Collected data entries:
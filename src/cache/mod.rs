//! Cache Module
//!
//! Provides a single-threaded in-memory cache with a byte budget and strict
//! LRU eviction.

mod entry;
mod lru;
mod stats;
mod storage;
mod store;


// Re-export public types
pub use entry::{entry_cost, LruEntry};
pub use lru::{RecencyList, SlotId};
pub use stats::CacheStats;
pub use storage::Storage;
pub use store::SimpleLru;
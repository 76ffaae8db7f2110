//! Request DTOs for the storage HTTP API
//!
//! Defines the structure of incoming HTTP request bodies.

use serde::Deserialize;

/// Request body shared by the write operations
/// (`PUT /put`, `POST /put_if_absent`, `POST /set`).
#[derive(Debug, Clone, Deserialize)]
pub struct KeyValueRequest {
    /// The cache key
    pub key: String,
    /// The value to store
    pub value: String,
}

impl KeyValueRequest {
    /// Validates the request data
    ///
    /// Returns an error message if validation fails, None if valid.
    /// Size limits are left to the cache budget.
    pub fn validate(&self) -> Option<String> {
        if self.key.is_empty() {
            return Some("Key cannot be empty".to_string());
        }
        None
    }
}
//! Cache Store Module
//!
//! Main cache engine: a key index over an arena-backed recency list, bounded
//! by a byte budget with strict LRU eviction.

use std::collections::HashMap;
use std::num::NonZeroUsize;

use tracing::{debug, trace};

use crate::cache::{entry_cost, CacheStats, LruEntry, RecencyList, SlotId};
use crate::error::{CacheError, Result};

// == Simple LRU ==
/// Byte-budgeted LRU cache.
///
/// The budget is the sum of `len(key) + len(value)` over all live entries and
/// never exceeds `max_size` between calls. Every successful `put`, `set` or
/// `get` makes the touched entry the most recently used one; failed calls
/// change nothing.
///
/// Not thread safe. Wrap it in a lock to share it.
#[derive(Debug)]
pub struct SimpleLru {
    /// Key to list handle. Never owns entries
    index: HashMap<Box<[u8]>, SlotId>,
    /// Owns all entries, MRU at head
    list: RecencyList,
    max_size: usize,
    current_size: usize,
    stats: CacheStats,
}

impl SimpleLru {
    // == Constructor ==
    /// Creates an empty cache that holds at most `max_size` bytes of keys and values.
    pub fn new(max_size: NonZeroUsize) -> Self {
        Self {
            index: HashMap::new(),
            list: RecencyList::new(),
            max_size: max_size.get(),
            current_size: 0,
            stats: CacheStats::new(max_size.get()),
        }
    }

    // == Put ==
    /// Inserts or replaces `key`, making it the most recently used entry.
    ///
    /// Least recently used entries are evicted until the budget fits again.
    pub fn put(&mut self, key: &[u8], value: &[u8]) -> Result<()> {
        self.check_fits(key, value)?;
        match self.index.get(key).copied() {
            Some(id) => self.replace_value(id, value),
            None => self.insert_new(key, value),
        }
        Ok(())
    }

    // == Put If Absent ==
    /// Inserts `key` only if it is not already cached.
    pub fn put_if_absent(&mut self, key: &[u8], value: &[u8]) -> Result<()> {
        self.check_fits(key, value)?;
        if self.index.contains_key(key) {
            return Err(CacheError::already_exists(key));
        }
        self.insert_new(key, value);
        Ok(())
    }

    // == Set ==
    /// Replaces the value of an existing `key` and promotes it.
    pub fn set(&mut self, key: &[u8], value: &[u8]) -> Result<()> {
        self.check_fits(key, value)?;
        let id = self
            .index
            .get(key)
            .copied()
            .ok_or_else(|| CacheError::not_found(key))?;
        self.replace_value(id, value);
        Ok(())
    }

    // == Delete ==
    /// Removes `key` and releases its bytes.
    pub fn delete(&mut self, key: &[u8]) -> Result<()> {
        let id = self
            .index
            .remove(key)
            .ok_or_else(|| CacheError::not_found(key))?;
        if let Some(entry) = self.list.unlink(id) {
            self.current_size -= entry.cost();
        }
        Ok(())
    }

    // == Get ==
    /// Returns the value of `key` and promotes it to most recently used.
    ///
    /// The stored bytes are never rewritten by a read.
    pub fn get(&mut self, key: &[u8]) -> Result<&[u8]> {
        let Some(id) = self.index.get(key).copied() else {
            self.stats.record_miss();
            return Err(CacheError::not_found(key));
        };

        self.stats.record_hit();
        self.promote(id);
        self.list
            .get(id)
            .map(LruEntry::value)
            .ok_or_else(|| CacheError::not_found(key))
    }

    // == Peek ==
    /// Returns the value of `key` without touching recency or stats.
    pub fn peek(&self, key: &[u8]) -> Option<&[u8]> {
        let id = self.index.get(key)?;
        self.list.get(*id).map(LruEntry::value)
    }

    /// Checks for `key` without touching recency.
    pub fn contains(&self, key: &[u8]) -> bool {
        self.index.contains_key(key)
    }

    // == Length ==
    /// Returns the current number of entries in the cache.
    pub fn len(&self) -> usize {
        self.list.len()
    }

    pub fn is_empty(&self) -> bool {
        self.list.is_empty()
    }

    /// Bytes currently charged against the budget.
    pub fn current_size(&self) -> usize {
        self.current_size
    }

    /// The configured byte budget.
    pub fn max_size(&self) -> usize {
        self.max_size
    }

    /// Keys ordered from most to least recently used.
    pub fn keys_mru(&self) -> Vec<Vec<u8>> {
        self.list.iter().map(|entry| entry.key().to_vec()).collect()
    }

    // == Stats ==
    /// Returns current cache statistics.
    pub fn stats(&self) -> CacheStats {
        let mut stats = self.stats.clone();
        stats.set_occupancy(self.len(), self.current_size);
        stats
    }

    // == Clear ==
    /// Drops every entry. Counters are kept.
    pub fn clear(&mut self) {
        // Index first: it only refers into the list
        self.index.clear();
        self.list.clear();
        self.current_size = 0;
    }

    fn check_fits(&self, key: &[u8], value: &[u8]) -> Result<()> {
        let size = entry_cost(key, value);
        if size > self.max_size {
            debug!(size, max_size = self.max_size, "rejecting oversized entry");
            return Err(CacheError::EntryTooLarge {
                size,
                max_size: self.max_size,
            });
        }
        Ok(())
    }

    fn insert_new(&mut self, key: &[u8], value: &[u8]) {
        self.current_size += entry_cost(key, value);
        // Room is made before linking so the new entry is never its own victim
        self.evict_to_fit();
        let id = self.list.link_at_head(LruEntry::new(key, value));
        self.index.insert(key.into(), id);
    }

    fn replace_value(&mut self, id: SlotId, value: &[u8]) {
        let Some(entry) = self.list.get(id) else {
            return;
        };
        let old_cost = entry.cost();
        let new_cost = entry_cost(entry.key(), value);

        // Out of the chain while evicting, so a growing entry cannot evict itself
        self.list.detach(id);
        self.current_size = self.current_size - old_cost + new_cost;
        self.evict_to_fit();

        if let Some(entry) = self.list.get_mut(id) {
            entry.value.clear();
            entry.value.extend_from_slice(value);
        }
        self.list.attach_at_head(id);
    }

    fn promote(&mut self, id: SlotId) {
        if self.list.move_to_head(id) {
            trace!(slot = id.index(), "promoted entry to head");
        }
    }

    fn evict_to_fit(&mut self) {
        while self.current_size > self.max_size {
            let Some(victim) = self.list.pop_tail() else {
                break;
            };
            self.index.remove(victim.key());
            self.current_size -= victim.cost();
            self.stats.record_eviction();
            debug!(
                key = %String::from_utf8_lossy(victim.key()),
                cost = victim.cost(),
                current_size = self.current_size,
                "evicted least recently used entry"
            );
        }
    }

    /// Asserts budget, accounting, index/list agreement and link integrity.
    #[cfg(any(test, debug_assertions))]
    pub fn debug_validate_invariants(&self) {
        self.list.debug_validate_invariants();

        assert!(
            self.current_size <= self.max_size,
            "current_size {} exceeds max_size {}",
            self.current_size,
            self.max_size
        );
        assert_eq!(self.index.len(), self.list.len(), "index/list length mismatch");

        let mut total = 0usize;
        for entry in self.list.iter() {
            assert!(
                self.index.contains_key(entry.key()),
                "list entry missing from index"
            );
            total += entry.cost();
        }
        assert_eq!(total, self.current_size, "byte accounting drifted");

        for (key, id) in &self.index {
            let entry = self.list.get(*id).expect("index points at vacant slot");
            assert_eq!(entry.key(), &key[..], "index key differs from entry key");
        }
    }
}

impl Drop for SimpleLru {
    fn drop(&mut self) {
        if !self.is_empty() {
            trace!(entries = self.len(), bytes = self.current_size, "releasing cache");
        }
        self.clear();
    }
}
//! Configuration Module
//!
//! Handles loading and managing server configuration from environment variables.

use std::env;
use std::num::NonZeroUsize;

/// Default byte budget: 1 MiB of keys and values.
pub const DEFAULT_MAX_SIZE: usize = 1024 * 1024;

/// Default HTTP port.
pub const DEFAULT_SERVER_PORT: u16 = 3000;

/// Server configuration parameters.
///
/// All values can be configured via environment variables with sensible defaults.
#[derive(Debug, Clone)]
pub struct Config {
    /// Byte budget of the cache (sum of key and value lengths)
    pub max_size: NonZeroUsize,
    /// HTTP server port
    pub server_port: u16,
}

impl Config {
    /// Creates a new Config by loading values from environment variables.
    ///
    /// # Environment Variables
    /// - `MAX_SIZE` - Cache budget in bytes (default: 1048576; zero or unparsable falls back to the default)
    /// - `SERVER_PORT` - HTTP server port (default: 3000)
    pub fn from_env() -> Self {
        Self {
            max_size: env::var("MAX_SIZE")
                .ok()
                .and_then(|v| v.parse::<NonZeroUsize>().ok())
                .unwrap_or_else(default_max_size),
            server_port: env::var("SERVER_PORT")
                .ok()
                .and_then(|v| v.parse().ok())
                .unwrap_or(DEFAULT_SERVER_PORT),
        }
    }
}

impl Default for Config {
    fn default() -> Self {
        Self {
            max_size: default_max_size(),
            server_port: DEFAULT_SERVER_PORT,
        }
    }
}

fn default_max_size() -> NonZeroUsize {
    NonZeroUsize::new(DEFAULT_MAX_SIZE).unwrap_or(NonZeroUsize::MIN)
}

# [ASSIGNMENT]
Review the entries above and return every line where "only" appears.

# [WRITTEN SOLUTION]
    /// Inserts `key` only if it is not already cached.
        // Index first: it only refers into the list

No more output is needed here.